I am seeking help with this confusing scenario.

Sex before Marriage is immoral and offensive to God. When you come to realize this as truth, you will be remorseful, repentant and seek forgiveness from God. As fruit of your repentance you should proclaim that all pre-marital sex is immoral and offensive to God to those following in your footsteps. But what if your premarital affairs created life? And that life, that gift from God, remains your only child.

How can one reconcile the regret and remorse of a sin that brought a gift from God?

Is it accurate to say that one regrets their sin even though without that sin, they would not have their only child?

If God is not a proponent of evil, then why would he allow an immoral act to produce Good - a child?

In conclusion - Is it ok to NOT be remorseful of the sin that produced the Child, because it was God’s will to bring that life into the world in that fashion?

Thank you for your assistance with my rambling thoughts!

Sincerely in Christ,

Corrgc
 
The sexual act that creates babies is not a sin. Sex itself is the gift from God, as well as any babies that are born of this act. The sin is the misuse of the act.

The regret we might feel is related to the context of the act. If a child was born of a relationship between unmarried people then regret would be appropriate. You are sorry that you chose to use the gift of sexual intimacy with someone to whom you were not married.

It is certainly an issue that should be discussed more often because a parent will be faced, at some point, with explaining to a child how their existence came to be. It is very difficult to fully convey that a baby is created from the love of the parents if the couple is unwilling to make the commitment to marry.
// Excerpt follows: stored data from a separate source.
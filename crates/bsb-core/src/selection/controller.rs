//! The single source of truth for where the reader currently is

use std::sync::Arc;
use parking_lot::RwLock;
use tokio::sync::watch;

use crate::corpus::{Book, ChapterLookup};
use crate::error::Result;
use crate::events::events::{
    BooksFailed, BooksLoaded, ContentFailed, ContentLoaded, ReferenceChanged,
};
use crate::events::EventBus;
use crate::jump::{self, AliasIndex};
use crate::navigation::{Availability, Navigator};
use crate::reference::Reference;
use crate::source::ContentSource;

use super::load::{ContentLoad, LoadOutcome};
use super::SelectionSnapshot;

/// Book chosen when the list loads and nothing is selected yet
const DEFAULT_BOOK_NAME: &str = "John";

/// Selection state stored internally
#[derive(Debug, Default)]
struct SelectionState {
    reference: Reference,
    books: Vec<Book>,
    aliases: AliasIndex,
    loading: bool,
    error: Option<String>,
    content: Option<String>,
    content_reference: Option<Reference>,
}

/// Holds the current reference, applies navigation and quick-jump results,
/// and loads chapter content for each commit.
pub struct SelectionController {
    state: Arc<RwLock<SelectionState>>,
    source: Arc<dyn ContentSource>,
    lookup: Arc<dyn ChapterLookup + Send + Sync>,
    alias_table: &'static [(&'static str, &'static str)],
    navigator: Navigator,
    generation: watch::Sender<u64>,
    events: Arc<EventBus>,
}

impl SelectionController {
    /// Create a controller with no book selected
    pub fn new(
        source: Arc<dyn ContentSource>,
        lookup: Arc<dyn ChapterLookup + Send + Sync>,
        events: Arc<EventBus>,
    ) -> Self {
        let (generation, _) = watch::channel(0);
        Self {
            state: Arc::new(RwLock::new(SelectionState::default())),
            source,
            lookup,
            alias_table: &[],
            navigator: Navigator::default(),
            generation,
            events,
        }
    }

    /// Extra quick-jump aliases as `(alias, book id)` pairs
    pub fn with_aliases(mut self, aliases: &'static [(&'static str, &'static str)]) -> Self {
        self.alias_table = aliases;
        self
    }

    pub fn with_navigator(mut self, navigator: Navigator) -> Self {
        self.navigator = navigator;
        self
    }

    /// Fetch the book list and select the default book if none is selected.
    ///
    /// Failure is recorded as a user-visible message and leaves the current
    /// reference untouched. Returns the load for a default commit, if any.
    pub async fn load_books(&self) -> Option<ContentLoad> {
        let books = match self.source.list_books().await {
            Ok(books) => books,
            Err(e) => {
                let message = format!("Failed to load books: {}", e);
                tracing::error!("{}", message);
                self.state.write().error = Some(message.clone());
                self.events.publish(BooksFailed { error: message });
                return None;
            }
        };

        let aliases = AliasIndex::with_aliases(&books, self.alias_table);
        let book_count = books.len();

        let commit = {
            let mut state = self.state.write();
            state.books = books;
            state.aliases = aliases;
            state.error = None;

            if state.reference.is_set() {
                // A restored chapter is only checked once the book is known
                let fitted = self.fit_chapter(&state.books, &state.reference);
                (fitted != state.reference).then_some(fitted)
            } else {
                state
                    .books
                    .iter()
                    .find(|b| b.name == DEFAULT_BOOK_NAME)
                    .or_else(|| state.books.first())
                    .map(|book| {
                        let chapters = self.lookup.chapter_numbers(&book.id);
                        let wanted = state.reference.chapter;
                        let chapter = if (chapters.first()..=chapters.last()).contains(&wanted) {
                            wanted
                        } else {
                            chapters.first()
                        };
                        Reference::new(book.id.clone(), chapter)
                    })
            }
        };

        tracing::info!("Loaded {} books from {}", book_count, self.source.source_name());
        self.events.publish(BooksLoaded { book_count });

        commit.map(|reference| self.set_reference(reference))
    }

    /// `reference` with its chapter clamped into its book's chapter range.
    ///
    /// Books missing from `books` are left alone.
    fn fit_chapter(&self, books: &[Book], reference: &Reference) -> Reference {
        match reference.book_id() {
            Some(id) if books.iter().any(|b| b.id == id) => {
                let chapter = self.lookup.chapter_numbers(id).clamp(reference.chapter);
                if chapter != reference.chapter {
                    tracing::debug!(
                        "Chapter {} clamped to {} for {}",
                        reference.chapter,
                        chapter,
                        id
                    );
                }
                reference.with_chapter(chapter)
            }
            _ => reference.clone(),
        }
    }

    /// Commit a reference and return the load that fetches its content.
    ///
    /// Any load issued for an earlier commit becomes stale.
    pub fn set_reference(&self, reference: Reference) -> ContentLoad {
        let (previous, generation) = {
            let mut state = self.state.write();
            let previous = std::mem::replace(&mut state.reference, reference.clone());
            if reference.is_set() {
                state.loading = true;
                state.error = None;
            }
            self.generation.send_modify(|g| *g += 1);
            (previous, *self.generation.borrow())
        };

        tracing::debug!("Committed {} (generation {})", reference, generation);
        self.events.publish(ReferenceChanged {
            previous,
            current: reference.clone(),
        });

        ContentLoad::new(reference, generation, self.generation.subscribe())
    }

    /// Select a book, starting at its first chapter
    pub fn select_book(&self, book_id: &str) -> Option<ContentLoad> {
        if !self.state.read().books.iter().any(|b| b.id == book_id) {
            tracing::warn!("Cannot select unknown book '{}'", book_id);
            return None;
        }
        let chapter = self.lookup.chapter_numbers(book_id).first();
        Some(self.set_reference(Reference::new(book_id, chapter)))
    }

    /// Select a chapter of the current book, clamped into the book's range
    pub fn select_chapter(&self, chapter: u32) -> Option<ContentLoad> {
        let target = {
            let state = self.state.read();
            if !state.reference.is_set() {
                return None;
            }
            self.fit_chapter(&state.books, &state.reference.with_chapter(chapter))
        };
        Some(self.set_reference(target))
    }

    /// Step to the next chapter, crossing books and wrapping at the end
    pub fn go_next(&self) -> Option<ContentLoad> {
        let next = self.availability().next?;
        Some(self.set_reference(next))
    }

    /// Step to the previous chapter, crossing books and wrapping at the start
    pub fn go_previous(&self) -> Option<ContentLoad> {
        let previous = self.availability().previous?;
        Some(self.set_reference(previous))
    }

    /// Resolve quick-jump text and commit the result.
    ///
    /// Unresolvable text changes nothing.
    pub fn jump(&self, text: &str) -> Option<ContentLoad> {
        let target = {
            let state = self.state.read();
            jump::resolve(text, &state.books, self.lookup.as_ref(), &state.aliases)
        }?;
        Some(self.set_reference(target))
    }

    /// Previous/next candidates at the current reference
    pub fn availability(&self) -> Availability {
        let state = self.state.read();
        self.navigator
            .availability(&state.reference, &state.books, self.lookup.as_ref())
    }

    /// Fetch and apply content for a load.
    ///
    /// A load superseded by a newer commit is abandoned mid-flight and its
    /// result is dropped. Failures are recorded as a message; the reference
    /// is kept either way.
    pub async fn load(&self, mut load: ContentLoad) -> LoadOutcome {
        let reference = load.reference().clone();
        let Some(book_id) = reference.book_id() else {
            return LoadOutcome::Skipped;
        };

        let result = tokio::select! {
            _ = load.cancelled() => {
                tracing::debug!("Load of {} cancelled", reference);
                return LoadOutcome::Cancelled;
            }
            result = self.source.fetch_chapter_html(book_id, reference.chapter) => result,
        };

        let outcome = {
            let mut state = self.state.write();
            if !load.is_current() {
                tracing::debug!("Discarding stale content for {}", reference);
                return LoadOutcome::Cancelled;
            }
            state.loading = false;
            match result {
                Ok(html) => {
                    state.error = None;
                    state.content = Some(html);
                    state.content_reference = Some(reference.clone());
                    Ok(state.content.as_ref().map(String::len).unwrap_or(0))
                }
                Err(e) => {
                    let message = format!("Failed to load chapter: {}", e);
                    state.error = Some(message.clone());
                    Err(message)
                }
            }
        };

        match outcome {
            Ok(bytes) => {
                tracing::debug!("Loaded {} ({} bytes)", reference, bytes);
                self.events.publish(ContentLoaded { reference, bytes });
                LoadOutcome::Applied
            }
            Err(error) => {
                tracing::warn!("{} ({})", error, reference);
                self.events.publish(ContentFailed { reference, error });
                LoadOutcome::Failed
            }
        }
    }

    /// Re-issue a load for the current reference
    pub fn reload(&self) -> ContentLoad {
        self.set_reference(self.reference())
    }

    /// The committed reference
    pub fn reference(&self) -> Reference {
        self.state.read().reference.clone()
    }

    pub fn books(&self) -> Vec<Book> {
        self.state.read().books.clone()
    }

    /// Label for the current book: name, else abbreviation, else upper-cased id
    pub fn book_label(&self) -> String {
        let state = self.state.read();
        let Some(id) = state.reference.book_id() else {
            return String::new();
        };
        state
            .books
            .iter()
            .find(|b| b.id.eq_ignore_ascii_case(id))
            .map(|b| b.name.clone())
            .unwrap_or_else(|| id.to_uppercase())
    }

    /// Everything a view needs to render the current selection
    pub fn snapshot(&self) -> SelectionSnapshot {
        let availability = self.availability();
        let state = self.state.read();
        SelectionSnapshot {
            reference: state.reference.clone(),
            loading: state.loading,
            error: state.error.clone(),
            content: state.content.clone(),
            content_reference: state.content_reference.clone(),
            availability,
        }
    }

    /// Shareable query string for the current reference
    pub fn to_query(&self) -> String {
        self.state.read().reference.to_query()
    }

    /// Commit a reference decoded from a query string.
    ///
    /// The chapter is clamped now if the book list is loaded, otherwise by
    /// [`load_books`](Self::load_books). Returns `Ok(None)` when the query
    /// names no book.
    pub fn restore_from_query(&self, query: &str) -> Result<Option<ContentLoad>> {
        let reference = Reference::from_query(query)?;
        if !reference.is_set() {
            self.state.write().reference.chapter = reference.chapter;
            return Ok(None);
        }
        let reference = self.fit_chapter(&self.state.read().books, &reference);
        Ok(Some(self.set_reference(reference)))
    }
}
We can, however, use such situations to illustrate what our children should NOT do as they enter into young adulthood. We can also explain that the child was loved and wanted so much that he/she was brought into this world even in the face of adversity.
 
You confuse God’s Divine Will with his permissive will.

God never wills us to commit sin. Fornication is always a sin. Those who choose to engage in premarital sex can experience the natural, biological consequences of that act. You cannot conclude it was God’s will to bring a child into a situation outside the bonds of marriage.

However, in the parents choice and resulting consequence, God does not withhold his love from the child, because the child is innocent. The parents committed the sin.
 
Yes, children are always a blessing, but it does not mean the way they came about is a blessing or a good thing.
 
The regret we might feel is related to the context of the act. If a child was born of a relationship between unmarried people then regret would be appropriate. You are sorry that you chose to use the gift of sexual intimacy with someone to whom you were not married.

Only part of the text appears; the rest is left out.